What is needed is a copy of each line in the listing that contains "filters".

*** Block opens ***

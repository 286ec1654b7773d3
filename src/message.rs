//! Client and relay messages as JSON arrays.

use std::sync::Arc;

use serde::Deserialize;
use serde_json::{json, Value};
use thiserror::Error;

use crate::{event::Event, filter::Filter};

/// Message received from a client.
#[derive(Debug, Clone, PartialEq)]
pub enum Inbound {
    Auth(Event),
    Event(Event),
    Req { sub_id: String, filters: Vec<Filter> },
    Close(String),
}

/// Message sent to a client.
#[derive(Debug, Clone, PartialEq)]
pub enum Outbound {
    Auth(String),
    Ok {
        id: String,
        accepted: bool,
        message: String,
    },
    Event { sub_id: String, event: Arc<Event> },
    Eose(String),
}

/// A client message that could not be understood.
#[derive(Debug, Error)]
pub enum ProtocolError {
    #[error("malformed JSON: {0}")]
    Json(#[from] serde_json::Error),
    #[error("message is not a non-empty array")]
    NotArray,
    #[error("unknown message type {0:?}")]
    UnknownType(String),
    #[error("{0} message is missing {1}")]
    Missing(&'static str, &'static str),
}

impl Inbound {
    /// Parse a text frame from a client.
    pub fn parse(txt: &str) -> Result<Self, ProtocolError> {
        let val: Value = serde_json::from_str(txt)?;
        let arr = val.as_array().filter(|a| !a.is_empty()).ok_or(ProtocolError::NotArray)?;
        let verb = arr[0].as_str().ok_or(ProtocolError::NotArray)?;
        match verb {
            "AUTH" => Ok(Inbound::Auth(event_at(arr, "AUTH")?)),
            "EVENT" => Ok(Inbound::Event(event_at(arr, "EVENT")?)),
            "REQ" => {
                let sub_id = sub_id_at(arr, "REQ")?;
                let filters = arr[2..]
                    .iter()
                    .map(|v| {
                        if v.is_object() {
                            Ok(Filter::from_value(v))
                        } else {
                            Err(ProtocolError::Missing("REQ", "filter object"))
                        }
                    })
                    .collect::<Result<_, _>>()?;
                Ok(Inbound::Req { sub_id, filters })
            }
            "CLOSE" => Ok(Inbound::Close(sub_id_at(arr, "CLOSE")?)),
            other => Err(ProtocolError::UnknownType(other.to_string())),
        }
    }
}

fn event_at(arr: &[Value], verb: &'static str) -> Result<Event, ProtocolError> {
    let val = arr.get(1).ok_or(ProtocolError::Missing(verb, "event"))?;
    Ok(Event::deserialize(val)?)
}

fn sub_id_at(arr: &[Value], verb: &'static str) -> Result<String, ProtocolError> {
    arr.get(1)
        .and_then(|v| v.as_str())
        .map(str::to_string)
        .ok_or(ProtocolError::Missing(verb, "subscription id"))
}

impl Outbound {
    pub fn to_value(&self) -> Value {
        match self {
            Outbound::Auth(challenge) => json!(["AUTH", challenge]),
            Outbound::Ok {
                id,
                accepted,
                message,
            } => json!(["OK", id, accepted, message]),
            Outbound::Event { sub_id, event } => json!(["EVENT", sub_id, event.as_ref()]),
            Outbound::Eose(sub_id) => json!(["EOSE", sub_id]),
        }
    }

    pub fn to_text(&self) -> String {
        self.to_value().to_string()
    }
}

*** Block closes ***

RESPONSE:
    Req { sub_id: String, filters: Vec<Filter> },
                let filters = arr[2..]
                Ok(Inbound::Req { sub_id, filters })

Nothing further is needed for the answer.